Is short-termism wrecking the economy?
Last Friday on Newsnight the Bank of England's chief economist Andy Haldane sought to kick-start a debate on how companies run themselves.
He told me that companies risk "eating themselves" as shareholders and management were gripped by a form of short-termism.
Instead of investing in their futures firms are choosing to pay out too much of their cash to shareholders in the form of dividends or by buying back their own shares.
The Bank has now released the text of a speech Haldane made on his very topic some months ago which fleshes out the argument in more detail.
As with all Haldane speeches, it's both very readable and very interesting.

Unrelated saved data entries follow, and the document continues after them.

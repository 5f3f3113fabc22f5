use anyhow::Context;
use dotenvy::dotenv;
use tracing::info;

use classdesk::classdesk_config::{
    CorsConfig, DatabaseConfig, JwtConfig, LoggingConfig, ServerConfig,
};
use classdesk::classdesk_db::{PgRbacStore, init_db_pool, run_migrations, seed};
use classdesk::logging::init_tracing;
use classdesk::router::init_router;
use classdesk::state::init_app_state;

#[tokio::main]
async fn main() -> anyhow::Result<()> {
    dotenv().ok();

    init_tracing(&LoggingConfig::from_env()).context("Failed to initialize logging")?;

    let server_config = ServerConfig::from_env();
    let database_config = DatabaseConfig::from_env()?;

    let pool = init_db_pool(&database_config)
        .await
        .context("Failed to connect to database")?;
    run_migrations(&pool)
        .await
        .context("Failed to run migrations")?;

    if server_config.seed_on_startup {
        let report = seed::seed_all(&PgRbacStore::new(pool.clone()), false).await?;
        info!(
            roles_created = report.roles_created.len(),
            users_assigned = report.users_assigned.len(),
            "Seeding complete"
        );
    }

    let state = init_app_state(pool, JwtConfig::from_env(), CorsConfig::from_env());
    let app = init_router(state);

    let address = server_config.bind_address();
    let listener = tokio::net::TcpListener::bind(&address)
        .await
        .with_context(|| format!("Failed to bind {address}"))?;

    info!(address = %address, "Server running");
    info!("Swagger UI available at http://{address}/swagger-ui");
    axum::serve(listener, app).await?;

    Ok(())
}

Douglas Fraser has written up the details.
So, what's going on here?
As I said on Newsnight last Friday, it's now everyday that the Bank of England appears to question the workings of the core institution of contemporary capitalism - the public company accountable to its shareholders.
The preliminary question to any debate is: should the Bank even be talking about this?
For what it's worth, Wren-Lewis's longer answer - that the functioning of corporate governance matters for both economic growth and financial stability - is very similar to the longer answer Andy Haldane gave me last week which ended up on the cutting room floor.
Leaving aside the point about financial stability and whether the current model of governance encouraged excessive risk taking (which it might have), it's certainly worth considering whether "short-termism" may have serious economic consequences.
As Haldane has argued corporate investment has been weak for years.
It's not just an important reason why the current global recovery has been weaker than hoped, but a longer-running problem.
And it may be that it requires a "structural fix". The conventional levers of fiscal and monetary policy aren't getting the response one might expect.
On the fiscal side, UK corporation tax has been slashed by the current government from 28% to a lowest in the G7, 20%.
And on the monetary side interest rates have been at a record low 0.5% for six years.
If lower taxes and low borrowing costs aren't spurring investment, then maybe it's worth trying something else?
This is the territory Hillary Clinton is on when she berates "quarterly capitalism" - territory long associated in the UK with the work of Will Hutton and the subject of a government review in the last Parliament.
One issue is whether such short-termism can really be bad for the whole economy rather than just individual companies?
If one short-termist company forgoes a profitable long-term investment, surely another (maybe privately-owned) will step in to make it?
Maybe. But I worry that makes some heroic assumptions about market structures.
In any industry with high barriers to entry, dominated by large listed firms, it may be that in the medium term the necessary investment can only come from the reluctant short-termists.
All of which makes this a debate worth having.
Of course, serial followers of the UK corporate governance scene may be left a little confused by this intervention, as in recent years much of the debate hasn't been focussed on over-mighty shareholders being too short-termist but on disinterested shareholders who don't take their ownership responsibilities seriously enough and have devolved too much control to company management.
But what sounds like a contradiction isn't necessarily so.
It's perfectly possible that shareholders might be too powerful and too disinterested.
The issue could be that management is too focussed on short-term shareholder returns and so prioritises returning cash to them and increasing the share price in the short term, even if that isn't in the company's long-term interest.
To understand how this situation might have arisen over the last few decades, one only needs to look at two trends.
As Haldane argued last week - shareholding periods have fallen. There are fewer and fewer investors willing to take a long-term view.
And secondly the trend has been to increasingly tie top management payment to share price performance.
In other words, whatever the long-term benefits of investment in machinery, research or training five or six years down the line, we may have a system in which the rational thing to do is to focus on the next six months, not the next six years.
The possible fixes to this situation are many and varied - from embracing a Germanic system of stakeholder capitalism (in which the workforce as well as the owners have a role in decision making), to looking again at executive compensation or maybe to an intermediate situation - perhaps ordering directors to act in the interest of a theoretical "perpetual shareholder", rather than existing (often short-term) investors.
None of those options are a quick fix, all involve reform of the Companies Act, which is a mammoth bit of legislation.
And it's worth remembering that that act was supposed to allow a greater role for other stakeholders alongside shareholders but, in effect, it has increased shareholder primacy.
This is a big agenda and a big debate. On one level it could even be described as an attempt to save capitalism from capitalists, an argument that the ultimate owners of capital have stopped working in their own long-term interest.
But, perhaps in those terms, it sounds too radical. On a more micro level this is a debate about economic incentives.
It may simply be that the incentive structure in Anglo-Saxon capitalism has become skewed towards rewarding short-term behaviour.
If that is the case, then it's harmful to the economic growth but also very fixable.